• _Exercise_: Return exactly those lines of the material below that fall between the line holding "pub trait LogStore: Send" and the line holding "reported as success.", inclusive.

• _Dataset_:
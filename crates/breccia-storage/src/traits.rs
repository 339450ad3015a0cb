//! The backend seam for the log buffer.

use breccia_types::{BlockId, BufferStats, RecordSeq};
use bytes::Bytes;

use crate::record::LogBlock;
use crate::StoreError;

/// The five buffer operations, implemented by each storage backend.
///
/// All operations are total over their valid input domain: unknown block
/// ids are no-ops, an empty pending pool yields no block, and no record
/// content is ever rejected. Errors mean loss of durability or journal
/// damage, nothing else.
///
/// Implementations take `&mut self`; thread safety is layered on top by
/// the `breccia` crate's handle, which serializes all access through one
/// lock.
pub trait LogStore: Send {
    /// Persists a new record into the pending pool, in arrival order.
    ///
    /// Never rejects a payload. A record larger than any block size the
    /// uploader will ever request stays pending until eviction removes it.
    ///
    /// # Errors
    ///
    /// Only a durable backend can fail here, and only when the write that
    /// would make the record durable fails. Such a failure must never be
    /// reported as success.
    fn add_record(&mut self, payload: Bytes) -> Result<RecordSeq, StoreError>;

    /// Forms a delivery block of at most `max_bytes` from pending records.
    ///
    /// Selected records move to in-flight under a fresh block id. Returns
    /// `Ok(None)` when no pending record fits.
    fn take_block(&mut self, max_bytes: u64) -> Result<Option<LogBlock>, StoreError>;

    /// Confirms that a block was durably delivered.
    ///
    /// All surviving members of the block are destroyed and the id is
    /// retired. Unknown or already-retired ids are no-ops, so duplicate
    /// confirmations from a retrying transport are harmless.
    fn confirm_block(&mut self, id: &BlockId) -> Result<(), StoreError>;

    /// Reports that delivery of a block failed.
    ///
    /// Surviving members return to the pending pool in their original
    /// relative order, eligible for re-selection; the id is retired.
    /// Unknown ids are no-ops. Retry scheduling belongs to the uploader.
    fn fail_block(&mut self, id: &BlockId) -> Result<(), StoreError>;

    /// Destroys the oldest records until the volume is at or below
    /// `max_volume` or the buffer is empty. Returns the bytes reclaimed.
    ///
    /// Eviction is oldest-first regardless of pending/in-flight status;
    /// a block whose members are evicted silently shrinks, and a later
    /// confirm or fail for it resolves only the survivors.
    fn enforce_max_volume(&mut self, max_volume: u64) -> Result<u64, StoreError>;

    /// Returns a point-in-time accounting snapshot.
    fn stats(&self) -> BufferStats;

    /// Current volume in bytes of all pending + in-flight records.
    fn volume(&self) -> u64 {
        self.stats().volume_bytes
    }

    /// Number of currently owned records.
    fn record_count(&self) -> usize {
        self.stats().record_count
    }
}
/// The sending side of a client event channel.
pub type EventSender = flume::Sender<ClientEvent>;
/// The receiving side of a client event channel.
pub type EventReceiver = flume::Receiver<ClientEvent>;

#[derive(Debug, Clone, PartialEq, Eq)]
/// Connection lifecycle events emitted by clients.
///
/// Clients never call back into their owner, they only push events which the
/// owner may consume at its own pace.
pub enum ClientEvent {
    /// A new connection was established.
    Connected { endpoint: String, name: String },
    /// Dialing the endpoint failed.
    Failed { endpoint: String, error: String },
    /// A connection was closed after a transport error.
    Closed {
        endpoint: String,
        name: String,
        reason: String,
    },
}

impl ClientEvent {
    /// The endpoint the event relates to.
    pub fn endpoint(&self) -> &str {
        match self {
            Self::Connected { endpoint, .. } => endpoint,
            Self::Failed { endpoint, .. } => endpoint,
            Self::Closed { endpoint, .. } => endpoint,
        }
    }
}

/// Creates a new unbounded client event channel.
pub fn event_channel() -> (EventSender, EventReceiver) {
    flume::unbounded()
}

• _Task output_:
pub trait LogStore: Send {
    /// Persists a new record into the pending pool, in arrival order.
    ///
    /// Never rejects a payload. A record larger than any block size the
    /// uploader will ever request stays pending until eviction removes it.
    ///
    /// # Errors
    ///
    /// Only a durable backend can fail here, and only when the write that
    /// would make the record durable fails. Such a failure must never be
    /// reported as success.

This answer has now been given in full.